"On the night of December 15, 1945, a battered 37-foot sloop nosed its way through a heavy snow storm off Cape Henry, Va, and dropped anchor in the harbor of Little Creek.
On board were 16 Estonian men, women, and children. The tiny craft had left Sweden 128 days earlier and had sailed over 8,000 miles."
The story of these brave people who would rather have been drowned in the cold, stormy Atlantic than return to Russia is told by a member of the crew in "THE CRUISE OF ERMA".
The hardships of this small band are akin to those of our Puritan and Pilgrim fathers who also felt that death and any sort of suffering were preferable to the tyrannies of a despot government and fled to America seeking freedom. I was moved to tears when I read that, finally, nearly starved and frozen, they were sighted by a U. S. Navy auxiliary transport which came alongside with food and wraps the day before they made port.

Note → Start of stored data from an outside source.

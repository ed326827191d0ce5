/// Session tokens
///
/// A signed-in browser carries an HS256 JWT in the `session` cookie. The
/// subject is the user id; the token expires after the configured TTL and
/// is only accepted with the `taskman` issuer.
///
/// # Example
///
/// ```
/// use chrono::Duration;
/// use taskman_shared::auth::session::{issue_session_token, verify_session_token};
///
/// # fn example() -> Result<(), Box<dyn std::error::Error>> {
/// let secret = "a-session-secret-of-at-least-32-bytes";
/// let token = issue_session_token(42, secret, Duration::hours(24))?;
/// let claims = verify_session_token(&token, secret)?;
/// assert_eq!(claims.user_id()?, 42);
/// # Ok(())
/// # }
/// ```

use chrono::{Duration, Utc};
use jsonwebtoken::{decode, encode, errors::ErrorKind, Algorithm, DecodingKey, EncodingKey, Header, Validation};
use serde::{Deserialize, Serialize};

pub const SESSION_ISSUER: &str = "taskman";

#[derive(Debug, thiserror::Error)]
pub enum SessionError {
    #[error("Failed to create session token: {0}")]
    CreateError(String),

    #[error("Session has expired")]
    Expired,

    #[error("Invalid session token: {0}")]
    Invalid(String),
}

/// Claims carried by a session token
#[derive(Debug, Clone, PartialEq, Eq, Serialize, Deserialize)]
pub struct SessionClaims {
    /// User id, as a decimal string
    pub sub: String,
    pub iss: String,
    pub iat: i64,
    pub exp: i64,
    pub nbf: i64,
}

impl SessionClaims {
    /// Fails when `ttl` puts the expiry outside the representable range
    pub fn new(user_id: i64, ttl: Duration) -> Result<Self, SessionError> {
        let now = Utc::now();
        let expires_at = now
            .checked_add_signed(ttl)
            .ok_or_else(|| SessionError::CreateError(format!("session lifetime {ttl} is out of range")))?;

        Ok(Self {
            sub: user_id.to_string(),
            iss: SESSION_ISSUER.to_string(),
            iat: now.timestamp(),
            exp: expires_at.timestamp(),
            nbf: now.timestamp(),
        })
    }

    pub fn user_id(&self) -> Result<i64, SessionError> {
        self.sub
            .parse()
            .map_err(|_| SessionError::Invalid(format!("subject {:?} is not a user id", self.sub)))
    }
}

pub fn issue_session_token(user_id: i64, secret: &str, ttl: Duration) -> Result<String, SessionError> {
    let claims = SessionClaims::new(user_id, ttl)?;
    encode(
        &Header::new(Algorithm::HS256),
        &claims,
        &EncodingKey::from_secret(secret.as_bytes()),
    )
    .map_err(|e| SessionError::CreateError(e.to_string()))
}

/// Checks signature, expiry, not-before and issuer
pub fn verify_session_token(token: &str, secret: &str) -> Result<SessionClaims, SessionError> {
    let mut validation = Validation::new(Algorithm::HS256);
    validation.set_issuer(&[SESSION_ISSUER]);
    validation.validate_exp = true;
    validation.validate_nbf = true;

    decode::<SessionClaims>(token, &DecodingKey::from_secret(secret.as_bytes()), &validation)
        .map(|data| data.claims)
        .map_err(|e| match e.kind() {
            ErrorKind::ExpiredSignature => SessionError::Expired,
            _ => SessionError::Invalid(e.to_string()),
        })
}
/// Security headers middleware
///
/// Adds security-related headers to every response. The pages are plain
/// server-rendered HTML with inline styles and no scripts, and the policy
/// allows exactly that.
///
/// # Headers Applied
///
/// - `X-Content-Type-Options: nosniff`
/// - `X-Frame-Options: DENY`
/// - `Referrer-Policy: same-origin`
/// - `Permissions-Policy`: every sensitive browser feature disabled
/// - `Content-Security-Policy`: same-origin, inline styles, no scripts, forms post to self
/// - `Strict-Transport-Security`: only when cookies are marked secure
///
/// # Example
///
/// ```no_run
/// use axum::Router;
/// use taskman_web::middleware::security::SecurityHeadersLayer;
///
/// let app: Router = Router::new()
///     .layer(SecurityHeadersLayer::new(true)); // true = served over HTTPS
/// ```

use axum::{
    extract::Request,
    http::{header, HeaderMap, HeaderValue},
    response::Response,
};
use std::task::{Context, Poll};
use tower::{Layer, Service};

const CONTENT_SECURITY_POLICY: &str =
    "default-src 'self'; style-src 'self' 'unsafe-inline'; script-src 'none'; img-src 'self' data:; form-action 'self'; frame-ancestors 'none'";

const PERMISSIONS_POLICY: &str = "geolocation=(), microphone=(), camera=(), payment=(), usb=()";

#[derive(Clone)]
pub struct SecurityHeadersLayer {
    /// Send HSTS; only meaningful behind HTTPS
    enable_hsts: bool,
}

impl SecurityHeadersLayer {
    pub fn new(enable_hsts: bool) -> Self {
        Self { enable_hsts }
    }
}

impl<S> Layer<S> for SecurityHeadersLayer {
    type Service = SecurityHeadersMiddleware<S>;

    fn layer(&self, inner: S) -> Self::Service {
        SecurityHeadersMiddleware {
            inner,
            enable_hsts: self.enable_hsts,
        }
    }
}

#[derive(Clone)]
pub struct SecurityHeadersMiddleware<S> {
    inner: S,
    enable_hsts: bool,
}

fn apply_headers(headers: &mut HeaderMap, enable_hsts: bool) {
    headers.insert(header::X_CONTENT_TYPE_OPTIONS, HeaderValue::from_static("nosniff"));
    headers.insert(header::X_FRAME_OPTIONS, HeaderValue::from_static("DENY"));
    headers.insert(header::REFERRER_POLICY, HeaderValue::from_static("same-origin"));
    headers.insert("permissions-policy", HeaderValue::from_static(PERMISSIONS_POLICY));
    headers.insert(
        header::CONTENT_SECURITY_POLICY,
        HeaderValue::from_static(CONTENT_SECURITY_POLICY),
    );

    if enable_hsts {
        headers.insert(
            header::STRICT_TRANSPORT_SECURITY,
            HeaderValue::from_static("max-age=31536000; includeSubDomains"),
        );
    }
}

impl<S> Service<Request> for SecurityHeadersMiddleware<S>
where
    S: Service<Request, Response = Response> + Send + 'static,
    S::Future: Send + 'static,
{
    type Response = S::Response;
    type Error = S::Error;
    type Future = std::pin::Pin<Box<dyn std::future::Future<Output = Result<Self::Response, Self::Error>> + Send>>;

    fn poll_ready(&mut self, cx: &mut Context<'_>) -> Poll<Result<(), Self::Error>> {
        self.inner.poll_ready(cx)
    }

    fn call(&mut self, request: Request) -> Self::Future {
        let future = self.inner.call(request);
        let enable_hsts = self.enable_hsts;

        Box::pin(async move {
            let mut response = future.await?;
            apply_headers(response.headers_mut(), enable_hsts);
            Ok(response)
        })
    }
}
/// PostgreSQL plumbing
///
/// - `pool`: connection pool creation, health check and shutdown
/// - `migrations`: embedded schema migrations and database bootstrap
///
/// Queries themselves live in [`crate::repository::postgres`].

pub mod migrations;
pub mod pool;
//! Tasks
//!
//! Any signed-in user may create, view and edit tasks. The creator is the
//! acting user at creation time and never changes; only the creator may
//! delete a task. Label ids that name no label are dropped when a task is
//! stored, and an update carrying a label set replaces the whole set in the
//! same transaction as the task row.

use std::collections::BTreeSet;

use tracing::{info, warn};
use validator::Validate;

use crate::error::{ServiceError, ServiceResult};
use crate::filter::TaskFilter;
use crate::models::{EntityKind, NewTask, Task, TaskDetails, TaskPatch};
use crate::repository::{Repositories, Repository, TaskRepository};
use crate::validation::ValidationErrors;

/// Task form contents, before the creator is attached
#[derive(Debug, Clone, Default)]
pub struct TaskDraft {
    pub name: String,
    pub description: Option<String>,
    pub status_id: Option<i64>,
    pub executor_id: Option<i64>,
    pub label_ids: BTreeSet<i64>,
}

impl TaskDraft {
    fn normalized(self) -> Self {
        Self {
            name: self.name.trim().to_string(),
            description: self
                .description
                .map(|text| text.trim().to_string())
                .filter(|text| !text.is_empty()),
            ..self
        }
    }

    pub fn into_new(self, creator_id: i64) -> NewTask {
        let draft = self.normalized();
        NewTask {
            name: draft.name,
            description: draft.description,
            status_id: draft.status_id.unwrap_or(0),
            creator_id,
            executor_id: draft.executor_id,
            label_ids: draft.label_ids,
        }
    }

    /// A patch that overwrites every editable field, labels included
    pub fn into_patch(self) -> TaskPatch {
        let draft = self.normalized();
        TaskPatch {
            name: Some(draft.name),
            description: Some(draft.description),
            status_id: Some(draft.status_id.unwrap_or(0)),
            executor_id: Some(draft.executor_id),
            label_ids: Some(draft.label_ids),
        }
    }
}

/// Checks that the status and executor a task points at exist
async fn check_references(
    repos: &Repositories,
    mut errors: ValidationErrors,
    status_id: Option<i64>,
    executor_id: Option<i64>,
) -> ServiceResult<()> {
    if let Some(status_id) = status_id {
        if !errors.has_field("status_id") && repos.statuses.find_by_id(status_id).await?.is_none() {
            errors.push("status_id", "Status does not exist");
        }
    }
    if let Some(executor_id) = executor_id {
        if repos.users.find_by_id(executor_id).await?.is_none() {
            errors.push("executor_id", "Executor does not exist");
        }
    }
    Ok(errors.into_result()?)
}

fn collect(result: Result<(), validator::ValidationErrors>) -> ValidationErrors {
    match result {
        Ok(()) => ValidationErrors::new(),
        Err(errors) => errors.into(),
    }
}

pub async fn list(repos: &Repositories, filter: &TaskFilter) -> ServiceResult<Vec<TaskDetails>> {
    Ok(repos.tasks.list_details(filter).await?)
}

pub async fn get(repos: &Repositories, id: i64) -> ServiceResult<Task> {
    repos
        .tasks
        .find_by_id(id)
        .await?
        .ok_or_else(|| ServiceError::not_found(EntityKind::Task, id))
}

pub async fn get_details(repos: &Repositories, id: i64) -> ServiceResult<TaskDetails> {
    repos
        .tasks
        .find_details(id)
        .await?
        .ok_or_else(|| ServiceError::not_found(EntityKind::Task, id))
}

/// Creates a task owned by the acting user
pub async fn create(
    repos: &Repositories,
    acting_user_id: i64,
    draft: TaskDraft,
) -> ServiceResult<Task> {
    let new = draft.into_new(acting_user_id);
    let errors = collect(new.validate());
    check_references(repos, errors, Some(new.status_id), new.executor_id).await?;

    let task = repos.tasks.insert(new).await?;
    info!(task_id = task.id, creator_id = acting_user_id, "Created task");
    Ok(task)
}

/// Applies a partial update; the creator is never changed
pub async fn update(
    repos: &Repositories,
    acting_user_id: i64,
    id: i64,
    patch: TaskPatch,
) -> ServiceResult<Task> {
    get(repos, id).await?;

    let errors = collect(patch.validate());
    check_references(repos, errors, patch.status_id, patch.executor_id.flatten()).await?;

    let task = repos
        .tasks
        .update(id, patch)
        .await?
        .ok_or_else(|| ServiceError::not_found(EntityKind::Task, id))?;
    info!(task_id = id, acting_user_id, "Updated task");
    Ok(task)
}

/// Deletes a task and its label associations; creator only
pub async fn delete(repos: &Repositories, acting_user_id: i64, id: i64) -> ServiceResult<Task> {
    let task = get(repos, id).await?;
    if !task.is_created_by(acting_user_id) {
        warn!(task_id = id, acting_user_id, creator_id = task.creator_id, "Refusing to delete another user's task");
        return Err(ServiceError::Authorization(
            "only the creator may delete a task".to_string(),
        ));
    }

    if !repos.tasks.delete(id).await? {
        return Err(ServiceError::not_found(EntityKind::Task, id));
    }
    info!(task_id = id, acting_user_id, "Deleted task");
    Ok(task)
}

#[cfg(test)]
mod tests {
    use super::*;

    #[test]
    fn test_draft_normalization() {
        let new = TaskDraft {
            name: "  Ship it ".to_string(),
            description: Some("   ".to_string()),
            status_id: None,
            executor_id: Some(3),
            label_ids: BTreeSet::new(),
        }
        .into_new(9);

        assert_eq!(new.name, "Ship it");
        assert_eq!(new.description, None);
        assert_eq!(new.status_id, 0);
        assert_eq!(new.creator_id, 9);
        assert_eq!(new.executor_id, Some(3));
    }

    #[test]
    fn test_draft_patch_overwrites_everything() {
        let patch = TaskDraft {
            name: "n".to_string(),
            status_id: Some(2),
            ..Default::default()
        }
        .into_patch();

        assert_eq!(patch.description, Some(None));
        assert_eq!(patch.executor_id, Some(None));
        assert_eq!(patch.label_ids, Some(BTreeSet::new()));
        assert_eq!(patch.status_id, Some(2));
    }
}
//! Status and label pages
//!
//! Statuses and labels are both a bare name that tasks refer to, so one set
//! of handlers, generic over [`CatalogPage`], serves `/statuses` and
//! `/labels`. Every page requires a signed-in user.

use axum::{
    extract::{Path, State},
    http::StatusCode,
    response::Response,
    Form,
};
use minijinja::context;
use serde::Serialize;
use taskman_shared::models::{Label, Status};
use taskman_shared::repository::{Repositories, Repository};
use taskman_shared::services::catalog::{self, CatalogEntity};
use taskman_shared::ServiceError;
use tower_cookies::Cookies;
use validator::Validate;

use super::flash_redirect;
use crate::app::AppState;
use crate::error::WebResult;
use crate::flash::FlashKind;
use crate::forms::{FormData, FormValues};
use crate::session::{AuthUser, Page};
use crate::views::NO_ERRORS;

/// A catalog entity with its own section of the site
pub trait CatalogPage: CatalogEntity + Serialize {
    /// URL prefix and message key segment, e.g. `statuses`
    const SECTION: &'static str;

    fn repository(repos: &Repositories) -> &dyn Repository<Self>;
}

impl CatalogPage for Status {
    const SECTION: &'static str = "statuses";

    fn repository(repos: &Repositories) -> &dyn Repository<Self> {
        &*repos.statuses
    }
}

impl CatalogPage for Label {
    const SECTION: &'static str = "labels";

    fn repository(repos: &Repositories) -> &dyn Repository<Self> {
        &*repos.labels
    }
}

fn flash_key<E: CatalogPage>(action: &str, outcome: &str) -> String {
    format!("flash.{}.{action}.{outcome}", E::SECTION)
}

fn list_path<E: CatalogPage>() -> String {
    format!("/{}", E::SECTION)
}

pub async fn index<E: CatalogPage>(
    State(state): State<AppState>,
    AuthUser(_): AuthUser,
    page: Page,
) -> WebResult<Response> {
    let items = catalog::list::<E, _>(E::repository(&state.repos)).await?;
    state.views.render(
        "catalog/index.html",
        &page,
        context! { section => E::SECTION, items },
    )
}

pub async fn new<E: CatalogPage>(
    State(state): State<AppState>,
    AuthUser(_): AuthUser,
    page: Page,
) -> WebResult<Response> {
    state.views.render(
        "catalog/new.html",
        &page,
        context! { section => E::SECTION, form => FormValues::default(), errors => NO_ERRORS },
    )
}

pub async fn create<E>(
    State(state): State<AppState>,
    cookies: Cookies,
    AuthUser(_): AuthUser,
    mut page: Page,
    Form(fields): Form<Vec<(String, String)>>,
) -> WebResult<Response>
where
    E: CatalogPage,
    E::New: Validate,
{
    let form = FormData::from(fields);

    match catalog::create::<E, _>(E::repository(&state.repos), &form.text("name")).await {
        Ok(_) => Ok(flash_redirect(
            &cookies,
            &state,
            FlashKind::Success,
            &flash_key::<E>("create", "success"),
            &list_path::<E>(),
        )),
        Err(ServiceError::Validation(errors)) => {
            page.flash_now(FlashKind::Error, &flash_key::<E>("create", "error"));
            state.views.render_with_status(
                StatusCode::UNPROCESSABLE_ENTITY,
                "catalog/new.html",
                &page,
                context! { section => E::SECTION, form => form.echo(), errors => errors.by_field() },
            )
        }
        Err(err) => Err(err.into()),
    }
}

pub async fn edit<E: CatalogPage>(
    State(state): State<AppState>,
    AuthUser(_): AuthUser,
    page: Page,
    Path(id): Path<i64>,
) -> WebResult<Response> {
    let item = catalog::get::<E, _>(E::repository(&state.repos), id).await?;
    let form = FormValues::default().with("name", item.name());

    state.views.render(
        "catalog/edit.html",
        &page,
        context! { section => E::SECTION, item_id => id, form, errors => NO_ERRORS },
    )
}

pub async fn update<E>(
    State(state): State<AppState>,
    cookies: Cookies,
    AuthUser(_): AuthUser,
    mut page: Page,
    Path(id): Path<i64>,
    Form(fields): Form<Vec<(String, String)>>,
) -> WebResult<Response>
where
    E: CatalogPage,
    E::Patch: Validate,
{
    let form = FormData::from(fields);

    match catalog::rename::<E, _>(E::repository(&state.repos), id, &form.text("name")).await {
        Ok(_) => Ok(flash_redirect(
            &cookies,
            &state,
            FlashKind::Success,
            &flash_key::<E>("edit", "success"),
            &list_path::<E>(),
        )),
        Err(ServiceError::Validation(errors)) => {
            page.flash_now(FlashKind::Error, &flash_key::<E>("edit", "error"));
            state.views.render_with_status(
                StatusCode::UNPROCESSABLE_ENTITY,
                "catalog/edit.html",
                &page,
                context! { section => E::SECTION, item_id => id, form => form.echo(), errors => errors.by_field() },
            )
        }
        Err(err) => Err(err.into()),
    }
}

/// Refused with a flash while any task still uses the entity
pub async fn delete<E: CatalogPage>(
    State(state): State<AppState>,
    cookies: Cookies,
    AuthUser(_): AuthUser,
    Path(id): Path<i64>,
) -> WebResult<Response> {
    let outcome = match catalog::delete::<E, _, _>(E::repository(&state.repos), &*state.repos.tasks, id).await {
        Ok(_) => (FlashKind::Success, "success"),
        Err(ServiceError::ReferentialConflict { .. }) => (FlashKind::Error, "error"),
        Err(err) => return Err(err.into()),
    };

    Ok(flash_redirect(
        &cookies,
        &state,
        outcome.0,
        &flash_key::<E>("delete", outcome.1),
        &list_path::<E>(),
    ))
}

And when they first sighted America, "No one spoke, but I knew that we were all thinking of the same thing, "It was all behind us now, the storms, the hunger, the danger of the sea and, above all, the fear and the despair of the country that was once our home. Of all of Europe's homeless, wandering millions, we of the 'Erma' were perhaps the most fortunate. In this new land we would begin another life."
President Truman intervened with immigration authorities for these refugees and they were allowed to enter America.
I heard them tell their story later over the radio of their voyage."